→ Problem to solve
Exactly the lines starting at the line containing "use http_body_util::BodyExt;" and ending at the line containing "let _ = client.create_bucket().bucket(BUCKET).send().await;" are to be written out from the listing below, both included.
--- Input Enclosed Below ---
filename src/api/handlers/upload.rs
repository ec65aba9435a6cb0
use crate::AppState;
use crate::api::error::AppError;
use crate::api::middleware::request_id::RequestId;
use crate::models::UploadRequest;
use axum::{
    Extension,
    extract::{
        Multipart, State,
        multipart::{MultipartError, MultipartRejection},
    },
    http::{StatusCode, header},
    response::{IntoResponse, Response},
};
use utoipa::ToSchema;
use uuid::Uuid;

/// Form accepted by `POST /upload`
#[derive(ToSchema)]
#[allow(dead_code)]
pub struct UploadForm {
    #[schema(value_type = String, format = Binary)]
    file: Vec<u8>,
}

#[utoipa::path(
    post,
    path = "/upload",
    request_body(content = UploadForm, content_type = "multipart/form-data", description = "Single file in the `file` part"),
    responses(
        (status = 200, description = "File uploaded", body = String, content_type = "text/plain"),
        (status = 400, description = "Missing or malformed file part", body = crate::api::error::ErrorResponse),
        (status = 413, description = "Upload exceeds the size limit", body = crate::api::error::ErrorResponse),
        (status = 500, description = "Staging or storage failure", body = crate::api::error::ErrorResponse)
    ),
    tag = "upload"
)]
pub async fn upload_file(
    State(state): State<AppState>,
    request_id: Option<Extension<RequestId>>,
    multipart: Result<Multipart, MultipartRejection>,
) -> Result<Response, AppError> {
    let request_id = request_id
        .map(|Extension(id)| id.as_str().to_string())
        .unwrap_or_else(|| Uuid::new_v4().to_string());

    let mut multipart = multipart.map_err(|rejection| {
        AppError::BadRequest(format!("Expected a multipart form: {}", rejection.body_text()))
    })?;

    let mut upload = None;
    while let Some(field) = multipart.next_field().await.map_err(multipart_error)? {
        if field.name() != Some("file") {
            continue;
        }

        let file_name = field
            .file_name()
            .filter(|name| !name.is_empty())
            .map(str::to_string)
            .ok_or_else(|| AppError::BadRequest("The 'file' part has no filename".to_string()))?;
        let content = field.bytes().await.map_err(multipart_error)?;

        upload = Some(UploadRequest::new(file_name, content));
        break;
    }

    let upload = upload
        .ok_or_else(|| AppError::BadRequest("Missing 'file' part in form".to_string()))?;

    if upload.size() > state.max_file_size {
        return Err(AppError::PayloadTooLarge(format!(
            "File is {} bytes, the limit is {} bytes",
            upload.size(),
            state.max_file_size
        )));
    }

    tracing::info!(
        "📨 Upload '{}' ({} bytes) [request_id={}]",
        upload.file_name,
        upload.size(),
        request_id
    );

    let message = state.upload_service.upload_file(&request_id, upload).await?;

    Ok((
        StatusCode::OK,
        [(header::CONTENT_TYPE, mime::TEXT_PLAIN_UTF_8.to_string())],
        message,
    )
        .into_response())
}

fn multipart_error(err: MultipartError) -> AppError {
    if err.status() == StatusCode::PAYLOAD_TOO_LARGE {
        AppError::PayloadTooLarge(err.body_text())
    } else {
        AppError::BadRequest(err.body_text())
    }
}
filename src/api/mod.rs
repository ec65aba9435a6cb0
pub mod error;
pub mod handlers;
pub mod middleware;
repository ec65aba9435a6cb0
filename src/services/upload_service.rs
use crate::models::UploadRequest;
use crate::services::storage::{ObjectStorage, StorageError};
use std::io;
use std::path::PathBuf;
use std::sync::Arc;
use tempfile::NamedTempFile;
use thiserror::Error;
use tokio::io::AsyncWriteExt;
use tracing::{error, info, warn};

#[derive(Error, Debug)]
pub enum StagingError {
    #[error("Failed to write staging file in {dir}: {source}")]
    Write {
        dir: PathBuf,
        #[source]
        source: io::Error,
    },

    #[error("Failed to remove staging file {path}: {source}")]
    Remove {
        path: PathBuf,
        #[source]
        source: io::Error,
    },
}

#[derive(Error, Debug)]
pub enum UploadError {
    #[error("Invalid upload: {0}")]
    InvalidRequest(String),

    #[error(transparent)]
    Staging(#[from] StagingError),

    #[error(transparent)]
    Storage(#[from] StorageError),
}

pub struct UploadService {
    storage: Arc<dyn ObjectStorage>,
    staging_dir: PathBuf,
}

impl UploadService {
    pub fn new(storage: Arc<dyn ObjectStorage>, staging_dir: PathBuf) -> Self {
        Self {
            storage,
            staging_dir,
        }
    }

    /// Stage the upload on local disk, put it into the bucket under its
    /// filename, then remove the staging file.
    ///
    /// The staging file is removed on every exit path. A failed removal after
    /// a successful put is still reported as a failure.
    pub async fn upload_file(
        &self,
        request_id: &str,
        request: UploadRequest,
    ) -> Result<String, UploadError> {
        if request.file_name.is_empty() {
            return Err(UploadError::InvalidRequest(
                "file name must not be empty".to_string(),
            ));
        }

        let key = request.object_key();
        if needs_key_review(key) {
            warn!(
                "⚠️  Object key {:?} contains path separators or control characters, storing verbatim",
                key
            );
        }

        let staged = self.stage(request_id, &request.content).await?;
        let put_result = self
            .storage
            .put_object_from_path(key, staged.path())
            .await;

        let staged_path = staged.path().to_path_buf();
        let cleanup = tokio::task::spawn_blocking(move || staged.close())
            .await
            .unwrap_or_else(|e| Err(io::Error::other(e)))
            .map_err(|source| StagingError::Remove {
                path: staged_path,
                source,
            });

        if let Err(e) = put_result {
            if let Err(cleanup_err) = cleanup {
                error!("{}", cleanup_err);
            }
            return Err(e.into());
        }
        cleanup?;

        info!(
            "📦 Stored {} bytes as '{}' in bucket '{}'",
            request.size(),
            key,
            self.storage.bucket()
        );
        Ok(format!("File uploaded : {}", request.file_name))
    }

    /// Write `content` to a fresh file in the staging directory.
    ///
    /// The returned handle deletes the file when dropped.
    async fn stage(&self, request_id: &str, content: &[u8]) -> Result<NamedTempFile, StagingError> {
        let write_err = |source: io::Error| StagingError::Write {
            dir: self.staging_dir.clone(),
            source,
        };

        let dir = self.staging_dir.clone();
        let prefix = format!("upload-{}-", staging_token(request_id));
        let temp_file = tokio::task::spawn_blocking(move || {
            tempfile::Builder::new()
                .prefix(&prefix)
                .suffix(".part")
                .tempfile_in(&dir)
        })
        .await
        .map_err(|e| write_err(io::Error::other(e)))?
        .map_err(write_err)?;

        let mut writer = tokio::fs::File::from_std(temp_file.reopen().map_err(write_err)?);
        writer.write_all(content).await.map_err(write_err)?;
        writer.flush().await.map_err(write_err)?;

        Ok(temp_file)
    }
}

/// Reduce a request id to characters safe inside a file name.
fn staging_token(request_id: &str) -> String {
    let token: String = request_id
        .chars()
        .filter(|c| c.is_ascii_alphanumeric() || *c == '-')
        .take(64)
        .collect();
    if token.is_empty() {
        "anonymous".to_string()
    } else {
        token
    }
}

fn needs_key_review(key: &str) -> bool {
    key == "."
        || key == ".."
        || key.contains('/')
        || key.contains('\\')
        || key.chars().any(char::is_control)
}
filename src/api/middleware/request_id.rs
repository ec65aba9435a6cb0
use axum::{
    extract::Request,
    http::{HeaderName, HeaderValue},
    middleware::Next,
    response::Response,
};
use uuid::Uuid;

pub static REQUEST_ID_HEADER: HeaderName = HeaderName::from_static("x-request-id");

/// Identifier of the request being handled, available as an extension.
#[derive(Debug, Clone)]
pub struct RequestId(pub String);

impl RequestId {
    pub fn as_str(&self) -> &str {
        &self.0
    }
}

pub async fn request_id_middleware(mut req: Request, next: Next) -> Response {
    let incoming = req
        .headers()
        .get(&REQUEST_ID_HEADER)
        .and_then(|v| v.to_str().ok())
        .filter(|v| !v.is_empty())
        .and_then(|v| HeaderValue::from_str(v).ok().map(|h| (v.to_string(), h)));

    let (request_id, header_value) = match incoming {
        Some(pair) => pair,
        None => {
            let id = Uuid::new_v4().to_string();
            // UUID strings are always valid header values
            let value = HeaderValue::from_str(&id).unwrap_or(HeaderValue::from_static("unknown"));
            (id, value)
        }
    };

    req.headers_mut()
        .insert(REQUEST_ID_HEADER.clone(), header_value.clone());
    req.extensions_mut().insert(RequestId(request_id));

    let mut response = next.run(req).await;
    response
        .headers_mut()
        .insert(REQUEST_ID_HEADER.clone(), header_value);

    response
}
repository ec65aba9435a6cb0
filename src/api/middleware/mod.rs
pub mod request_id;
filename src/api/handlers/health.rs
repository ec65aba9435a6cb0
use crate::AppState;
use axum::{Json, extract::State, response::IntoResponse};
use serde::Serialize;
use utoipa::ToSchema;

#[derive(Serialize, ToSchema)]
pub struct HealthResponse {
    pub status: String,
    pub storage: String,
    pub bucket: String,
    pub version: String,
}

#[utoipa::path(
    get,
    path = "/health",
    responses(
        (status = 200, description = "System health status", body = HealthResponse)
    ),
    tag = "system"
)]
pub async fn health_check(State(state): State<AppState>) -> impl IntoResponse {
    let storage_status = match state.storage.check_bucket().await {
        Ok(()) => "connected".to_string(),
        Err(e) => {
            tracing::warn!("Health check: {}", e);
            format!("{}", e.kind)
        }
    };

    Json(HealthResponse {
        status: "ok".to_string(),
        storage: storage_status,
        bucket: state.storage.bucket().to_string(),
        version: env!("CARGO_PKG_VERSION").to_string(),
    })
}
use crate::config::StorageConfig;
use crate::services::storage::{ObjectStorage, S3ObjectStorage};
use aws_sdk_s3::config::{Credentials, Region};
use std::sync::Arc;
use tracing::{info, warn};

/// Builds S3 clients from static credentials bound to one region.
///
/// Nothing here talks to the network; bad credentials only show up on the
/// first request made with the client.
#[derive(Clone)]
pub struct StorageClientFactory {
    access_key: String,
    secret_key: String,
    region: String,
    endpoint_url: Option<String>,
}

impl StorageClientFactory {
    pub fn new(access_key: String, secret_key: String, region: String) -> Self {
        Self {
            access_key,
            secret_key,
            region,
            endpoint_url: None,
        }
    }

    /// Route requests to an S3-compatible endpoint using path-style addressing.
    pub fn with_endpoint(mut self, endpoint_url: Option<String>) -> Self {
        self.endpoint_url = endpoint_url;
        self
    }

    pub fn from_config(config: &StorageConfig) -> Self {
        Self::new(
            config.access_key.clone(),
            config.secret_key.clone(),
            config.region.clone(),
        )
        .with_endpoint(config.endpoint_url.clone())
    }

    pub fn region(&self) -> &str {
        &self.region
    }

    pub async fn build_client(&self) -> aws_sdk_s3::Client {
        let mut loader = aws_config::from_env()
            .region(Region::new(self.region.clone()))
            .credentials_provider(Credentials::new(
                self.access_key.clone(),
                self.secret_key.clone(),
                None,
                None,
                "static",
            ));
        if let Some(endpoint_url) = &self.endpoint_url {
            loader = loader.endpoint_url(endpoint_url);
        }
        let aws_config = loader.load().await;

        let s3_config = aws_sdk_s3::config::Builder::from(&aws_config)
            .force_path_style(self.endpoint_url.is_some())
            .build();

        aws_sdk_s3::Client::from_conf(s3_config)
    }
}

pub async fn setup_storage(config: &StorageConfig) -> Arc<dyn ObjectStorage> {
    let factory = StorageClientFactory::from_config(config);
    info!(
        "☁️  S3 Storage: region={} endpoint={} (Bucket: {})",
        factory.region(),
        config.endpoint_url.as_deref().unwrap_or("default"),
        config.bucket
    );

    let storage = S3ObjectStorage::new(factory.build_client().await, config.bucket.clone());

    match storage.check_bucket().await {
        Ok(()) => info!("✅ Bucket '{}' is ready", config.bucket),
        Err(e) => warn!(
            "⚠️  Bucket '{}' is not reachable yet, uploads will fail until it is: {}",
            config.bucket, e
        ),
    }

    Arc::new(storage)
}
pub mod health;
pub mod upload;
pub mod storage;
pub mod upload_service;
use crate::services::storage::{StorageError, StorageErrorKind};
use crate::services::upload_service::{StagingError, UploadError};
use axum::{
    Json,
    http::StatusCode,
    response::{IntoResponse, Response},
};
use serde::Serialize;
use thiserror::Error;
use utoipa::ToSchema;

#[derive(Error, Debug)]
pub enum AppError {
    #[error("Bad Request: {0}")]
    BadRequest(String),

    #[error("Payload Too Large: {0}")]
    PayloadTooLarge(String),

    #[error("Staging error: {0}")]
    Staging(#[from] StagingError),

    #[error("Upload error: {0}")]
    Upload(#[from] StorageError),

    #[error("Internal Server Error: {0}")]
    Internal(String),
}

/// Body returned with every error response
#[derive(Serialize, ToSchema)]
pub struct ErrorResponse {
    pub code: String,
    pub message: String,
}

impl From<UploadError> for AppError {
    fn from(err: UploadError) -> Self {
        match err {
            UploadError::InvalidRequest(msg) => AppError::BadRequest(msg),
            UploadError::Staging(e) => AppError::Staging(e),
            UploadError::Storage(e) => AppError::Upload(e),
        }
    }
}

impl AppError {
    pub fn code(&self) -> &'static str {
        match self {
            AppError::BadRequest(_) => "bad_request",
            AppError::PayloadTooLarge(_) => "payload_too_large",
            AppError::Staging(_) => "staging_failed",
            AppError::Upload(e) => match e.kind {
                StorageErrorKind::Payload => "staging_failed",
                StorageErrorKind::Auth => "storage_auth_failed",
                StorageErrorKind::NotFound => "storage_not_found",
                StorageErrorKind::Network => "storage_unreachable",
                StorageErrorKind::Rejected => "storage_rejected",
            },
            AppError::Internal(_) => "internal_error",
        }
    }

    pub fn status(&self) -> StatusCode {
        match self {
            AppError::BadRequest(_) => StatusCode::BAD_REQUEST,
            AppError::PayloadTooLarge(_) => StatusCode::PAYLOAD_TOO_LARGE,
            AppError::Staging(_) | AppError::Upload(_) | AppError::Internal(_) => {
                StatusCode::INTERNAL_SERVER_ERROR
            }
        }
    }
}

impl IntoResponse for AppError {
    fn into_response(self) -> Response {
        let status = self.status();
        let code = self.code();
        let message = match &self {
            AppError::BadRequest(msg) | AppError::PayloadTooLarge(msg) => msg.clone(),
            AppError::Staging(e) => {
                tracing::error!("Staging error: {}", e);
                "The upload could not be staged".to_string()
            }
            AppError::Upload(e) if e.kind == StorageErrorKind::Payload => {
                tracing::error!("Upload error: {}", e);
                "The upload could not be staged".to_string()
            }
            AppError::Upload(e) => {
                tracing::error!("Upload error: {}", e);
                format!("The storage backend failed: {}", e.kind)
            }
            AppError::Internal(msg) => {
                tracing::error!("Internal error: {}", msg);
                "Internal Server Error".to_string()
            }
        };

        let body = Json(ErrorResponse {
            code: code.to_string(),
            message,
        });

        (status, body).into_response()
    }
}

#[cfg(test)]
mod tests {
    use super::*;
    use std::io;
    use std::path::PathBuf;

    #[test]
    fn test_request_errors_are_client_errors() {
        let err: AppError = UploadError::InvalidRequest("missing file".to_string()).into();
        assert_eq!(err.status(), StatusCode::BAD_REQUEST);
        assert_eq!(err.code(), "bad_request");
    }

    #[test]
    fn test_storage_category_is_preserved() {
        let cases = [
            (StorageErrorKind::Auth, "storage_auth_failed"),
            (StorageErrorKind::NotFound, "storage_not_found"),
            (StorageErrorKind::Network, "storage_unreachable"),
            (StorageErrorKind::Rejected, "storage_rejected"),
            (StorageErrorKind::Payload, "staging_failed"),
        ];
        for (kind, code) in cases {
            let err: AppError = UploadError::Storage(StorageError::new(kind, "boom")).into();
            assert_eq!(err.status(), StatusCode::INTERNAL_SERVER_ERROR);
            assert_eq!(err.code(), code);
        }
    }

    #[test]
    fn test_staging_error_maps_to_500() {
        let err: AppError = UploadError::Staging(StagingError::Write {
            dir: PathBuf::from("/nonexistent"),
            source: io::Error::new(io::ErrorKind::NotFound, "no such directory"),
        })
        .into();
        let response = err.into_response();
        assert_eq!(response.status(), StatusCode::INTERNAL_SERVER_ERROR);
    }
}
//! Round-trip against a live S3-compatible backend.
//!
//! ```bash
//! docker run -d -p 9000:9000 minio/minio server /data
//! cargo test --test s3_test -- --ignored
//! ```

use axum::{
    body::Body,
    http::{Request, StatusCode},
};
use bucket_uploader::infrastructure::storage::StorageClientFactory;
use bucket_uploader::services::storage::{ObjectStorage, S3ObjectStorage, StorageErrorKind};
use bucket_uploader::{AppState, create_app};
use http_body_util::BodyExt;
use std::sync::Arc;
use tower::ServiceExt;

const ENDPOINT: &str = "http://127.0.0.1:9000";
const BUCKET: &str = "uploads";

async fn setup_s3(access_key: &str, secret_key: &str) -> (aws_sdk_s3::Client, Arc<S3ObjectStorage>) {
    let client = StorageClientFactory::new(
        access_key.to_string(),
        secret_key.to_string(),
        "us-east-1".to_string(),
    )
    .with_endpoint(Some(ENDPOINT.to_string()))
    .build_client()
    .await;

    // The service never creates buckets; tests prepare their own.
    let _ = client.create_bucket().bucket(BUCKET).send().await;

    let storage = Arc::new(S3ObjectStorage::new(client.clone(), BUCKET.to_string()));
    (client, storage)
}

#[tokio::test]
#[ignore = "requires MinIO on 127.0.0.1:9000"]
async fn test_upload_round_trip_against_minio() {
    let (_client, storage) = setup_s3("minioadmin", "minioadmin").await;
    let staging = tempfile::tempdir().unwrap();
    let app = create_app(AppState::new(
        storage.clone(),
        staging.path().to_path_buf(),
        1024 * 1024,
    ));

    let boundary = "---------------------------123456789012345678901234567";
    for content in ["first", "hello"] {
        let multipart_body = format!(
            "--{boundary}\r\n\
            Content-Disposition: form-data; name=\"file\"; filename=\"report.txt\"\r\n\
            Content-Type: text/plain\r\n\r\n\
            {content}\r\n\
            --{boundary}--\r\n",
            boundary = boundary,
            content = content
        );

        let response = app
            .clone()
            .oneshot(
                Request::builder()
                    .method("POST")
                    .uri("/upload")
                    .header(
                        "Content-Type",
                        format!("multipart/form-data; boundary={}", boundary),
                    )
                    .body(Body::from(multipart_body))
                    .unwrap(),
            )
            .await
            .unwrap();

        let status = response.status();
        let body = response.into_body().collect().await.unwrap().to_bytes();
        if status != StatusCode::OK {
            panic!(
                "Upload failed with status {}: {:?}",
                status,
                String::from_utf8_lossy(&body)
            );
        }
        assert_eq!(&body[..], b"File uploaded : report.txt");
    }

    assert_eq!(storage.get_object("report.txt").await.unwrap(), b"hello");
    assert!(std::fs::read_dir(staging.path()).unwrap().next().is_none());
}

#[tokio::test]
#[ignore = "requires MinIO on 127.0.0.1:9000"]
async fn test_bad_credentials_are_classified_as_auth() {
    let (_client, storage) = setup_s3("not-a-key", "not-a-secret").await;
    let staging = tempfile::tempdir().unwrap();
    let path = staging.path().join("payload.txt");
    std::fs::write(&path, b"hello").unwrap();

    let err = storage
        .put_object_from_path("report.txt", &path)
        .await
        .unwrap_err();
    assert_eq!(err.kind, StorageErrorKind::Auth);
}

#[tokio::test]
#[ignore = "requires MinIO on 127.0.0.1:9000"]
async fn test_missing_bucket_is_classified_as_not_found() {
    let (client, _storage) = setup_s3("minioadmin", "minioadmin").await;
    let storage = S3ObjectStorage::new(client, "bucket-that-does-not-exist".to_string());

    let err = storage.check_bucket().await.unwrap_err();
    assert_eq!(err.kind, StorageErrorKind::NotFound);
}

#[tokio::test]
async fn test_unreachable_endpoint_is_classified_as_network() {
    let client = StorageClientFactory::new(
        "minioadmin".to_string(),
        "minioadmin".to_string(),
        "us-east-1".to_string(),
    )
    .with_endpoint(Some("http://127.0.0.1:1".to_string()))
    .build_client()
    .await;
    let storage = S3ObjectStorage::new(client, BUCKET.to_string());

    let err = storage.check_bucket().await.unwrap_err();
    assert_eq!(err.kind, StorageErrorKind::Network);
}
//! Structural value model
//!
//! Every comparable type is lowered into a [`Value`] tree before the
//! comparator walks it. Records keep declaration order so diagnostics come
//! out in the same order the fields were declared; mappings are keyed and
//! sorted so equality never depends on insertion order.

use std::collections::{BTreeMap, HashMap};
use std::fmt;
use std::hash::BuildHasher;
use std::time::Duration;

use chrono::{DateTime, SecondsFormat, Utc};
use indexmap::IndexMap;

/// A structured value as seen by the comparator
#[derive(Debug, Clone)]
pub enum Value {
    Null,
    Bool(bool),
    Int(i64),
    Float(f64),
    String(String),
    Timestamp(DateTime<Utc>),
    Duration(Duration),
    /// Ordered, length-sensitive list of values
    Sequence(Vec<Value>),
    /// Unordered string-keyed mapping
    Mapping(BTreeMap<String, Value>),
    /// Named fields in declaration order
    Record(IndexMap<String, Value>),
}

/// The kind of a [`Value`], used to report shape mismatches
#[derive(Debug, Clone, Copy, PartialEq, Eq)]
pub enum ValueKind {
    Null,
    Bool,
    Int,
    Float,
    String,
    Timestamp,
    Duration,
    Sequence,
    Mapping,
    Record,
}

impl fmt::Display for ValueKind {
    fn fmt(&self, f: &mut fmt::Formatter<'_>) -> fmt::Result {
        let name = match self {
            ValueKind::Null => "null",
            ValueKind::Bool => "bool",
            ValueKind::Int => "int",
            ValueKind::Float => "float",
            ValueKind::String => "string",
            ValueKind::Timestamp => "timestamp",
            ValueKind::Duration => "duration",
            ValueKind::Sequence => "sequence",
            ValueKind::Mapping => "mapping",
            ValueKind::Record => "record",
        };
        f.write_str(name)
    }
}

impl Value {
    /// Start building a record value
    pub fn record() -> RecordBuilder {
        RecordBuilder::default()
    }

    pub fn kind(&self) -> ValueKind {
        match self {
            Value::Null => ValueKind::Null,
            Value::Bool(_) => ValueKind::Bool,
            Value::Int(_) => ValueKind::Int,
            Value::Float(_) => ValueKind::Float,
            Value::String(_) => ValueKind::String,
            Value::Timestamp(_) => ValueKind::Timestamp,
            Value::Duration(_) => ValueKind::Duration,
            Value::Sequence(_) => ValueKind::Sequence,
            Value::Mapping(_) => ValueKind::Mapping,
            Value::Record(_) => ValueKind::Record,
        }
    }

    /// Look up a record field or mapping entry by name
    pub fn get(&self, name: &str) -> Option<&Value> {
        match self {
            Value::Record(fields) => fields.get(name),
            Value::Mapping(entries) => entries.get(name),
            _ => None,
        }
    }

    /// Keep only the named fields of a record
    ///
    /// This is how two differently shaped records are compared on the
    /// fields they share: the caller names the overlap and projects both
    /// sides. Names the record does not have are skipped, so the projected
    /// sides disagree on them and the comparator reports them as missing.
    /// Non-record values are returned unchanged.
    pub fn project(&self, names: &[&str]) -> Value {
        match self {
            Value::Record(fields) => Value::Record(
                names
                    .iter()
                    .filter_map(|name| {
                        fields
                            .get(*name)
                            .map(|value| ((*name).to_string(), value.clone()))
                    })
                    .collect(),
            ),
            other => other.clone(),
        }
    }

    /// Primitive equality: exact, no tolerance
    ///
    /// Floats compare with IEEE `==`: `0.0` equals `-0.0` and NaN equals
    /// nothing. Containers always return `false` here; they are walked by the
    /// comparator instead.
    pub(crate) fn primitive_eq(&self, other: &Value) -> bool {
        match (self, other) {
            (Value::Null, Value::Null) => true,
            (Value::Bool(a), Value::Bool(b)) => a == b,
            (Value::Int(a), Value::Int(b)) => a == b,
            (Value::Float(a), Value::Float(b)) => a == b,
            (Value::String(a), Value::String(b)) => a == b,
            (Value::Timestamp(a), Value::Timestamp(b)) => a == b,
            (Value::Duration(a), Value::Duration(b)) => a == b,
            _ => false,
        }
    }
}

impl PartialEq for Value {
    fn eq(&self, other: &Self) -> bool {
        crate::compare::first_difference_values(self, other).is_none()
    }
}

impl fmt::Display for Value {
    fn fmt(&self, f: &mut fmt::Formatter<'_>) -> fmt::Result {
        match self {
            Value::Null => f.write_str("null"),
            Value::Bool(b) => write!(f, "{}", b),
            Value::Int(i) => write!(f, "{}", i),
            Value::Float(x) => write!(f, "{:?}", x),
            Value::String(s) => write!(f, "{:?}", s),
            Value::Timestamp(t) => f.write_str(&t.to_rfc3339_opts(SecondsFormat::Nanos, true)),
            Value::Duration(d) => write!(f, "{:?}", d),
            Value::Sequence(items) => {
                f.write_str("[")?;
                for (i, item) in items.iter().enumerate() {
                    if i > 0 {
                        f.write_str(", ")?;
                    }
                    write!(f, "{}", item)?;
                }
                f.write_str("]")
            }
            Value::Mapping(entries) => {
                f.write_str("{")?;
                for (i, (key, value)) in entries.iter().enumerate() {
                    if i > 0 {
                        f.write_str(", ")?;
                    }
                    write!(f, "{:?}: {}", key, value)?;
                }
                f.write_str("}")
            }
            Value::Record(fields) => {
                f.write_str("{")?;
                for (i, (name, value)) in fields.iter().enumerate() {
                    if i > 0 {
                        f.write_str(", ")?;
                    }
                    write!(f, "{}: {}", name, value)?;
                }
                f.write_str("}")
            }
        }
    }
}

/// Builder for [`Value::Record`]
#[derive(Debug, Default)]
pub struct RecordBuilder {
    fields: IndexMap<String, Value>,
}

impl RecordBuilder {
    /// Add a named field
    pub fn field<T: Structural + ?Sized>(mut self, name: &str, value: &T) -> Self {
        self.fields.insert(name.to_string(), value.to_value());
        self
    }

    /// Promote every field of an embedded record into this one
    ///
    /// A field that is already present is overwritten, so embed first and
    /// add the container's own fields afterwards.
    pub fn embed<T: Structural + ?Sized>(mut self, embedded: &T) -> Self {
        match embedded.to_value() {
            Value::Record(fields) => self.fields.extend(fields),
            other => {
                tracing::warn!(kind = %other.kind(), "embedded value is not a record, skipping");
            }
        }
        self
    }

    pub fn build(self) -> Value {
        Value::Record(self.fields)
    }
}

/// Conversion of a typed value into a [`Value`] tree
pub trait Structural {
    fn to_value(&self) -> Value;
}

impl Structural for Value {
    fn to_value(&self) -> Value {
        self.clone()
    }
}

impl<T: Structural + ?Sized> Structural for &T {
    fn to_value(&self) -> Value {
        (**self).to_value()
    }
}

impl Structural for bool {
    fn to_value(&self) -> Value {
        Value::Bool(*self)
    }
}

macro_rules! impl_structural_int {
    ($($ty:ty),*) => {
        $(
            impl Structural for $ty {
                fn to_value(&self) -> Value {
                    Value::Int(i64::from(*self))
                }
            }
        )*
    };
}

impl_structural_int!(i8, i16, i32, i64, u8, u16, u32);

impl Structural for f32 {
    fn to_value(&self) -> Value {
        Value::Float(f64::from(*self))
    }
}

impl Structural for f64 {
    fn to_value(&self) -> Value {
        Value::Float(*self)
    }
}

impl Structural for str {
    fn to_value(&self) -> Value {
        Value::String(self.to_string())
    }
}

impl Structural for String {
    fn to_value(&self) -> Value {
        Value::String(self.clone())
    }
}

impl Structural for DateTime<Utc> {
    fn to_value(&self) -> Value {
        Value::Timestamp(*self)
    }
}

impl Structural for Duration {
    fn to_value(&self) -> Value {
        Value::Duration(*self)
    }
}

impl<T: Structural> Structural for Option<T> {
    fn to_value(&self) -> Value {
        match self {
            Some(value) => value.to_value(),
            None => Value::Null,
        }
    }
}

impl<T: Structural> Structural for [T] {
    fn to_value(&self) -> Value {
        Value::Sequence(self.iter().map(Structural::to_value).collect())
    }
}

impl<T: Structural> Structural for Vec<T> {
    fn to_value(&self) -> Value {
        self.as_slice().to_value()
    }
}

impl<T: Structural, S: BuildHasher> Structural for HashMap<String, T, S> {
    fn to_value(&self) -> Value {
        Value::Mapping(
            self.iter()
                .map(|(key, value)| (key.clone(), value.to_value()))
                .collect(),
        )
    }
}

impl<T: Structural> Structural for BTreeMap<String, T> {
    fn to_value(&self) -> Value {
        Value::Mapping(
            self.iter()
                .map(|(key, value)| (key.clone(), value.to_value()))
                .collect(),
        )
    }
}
--- End of Enclosed Input ---
→ Response below
use http_body_util::BodyExt;
use std::sync::Arc;
use tower::ServiceExt;

const ENDPOINT: &str = "http://127.0.0.1:9000";
const BUCKET: &str = "uploads";

async fn setup_s3(access_key: &str, secret_key: &str) -> (aws_sdk_s3::Client, Arc<S3ObjectStorage>) {
    let client = StorageClientFactory::new(
        access_key.to_string(),
        secret_key.to_string(),
        "us-east-1".to_string(),
    )
    .with_endpoint(Some(ENDPOINT.to_string()))
    .build_client()
    .await;

    // The service never creates buckets; tests prepare their own.
    let _ = client.create_bucket().bucket(BUCKET).send().await;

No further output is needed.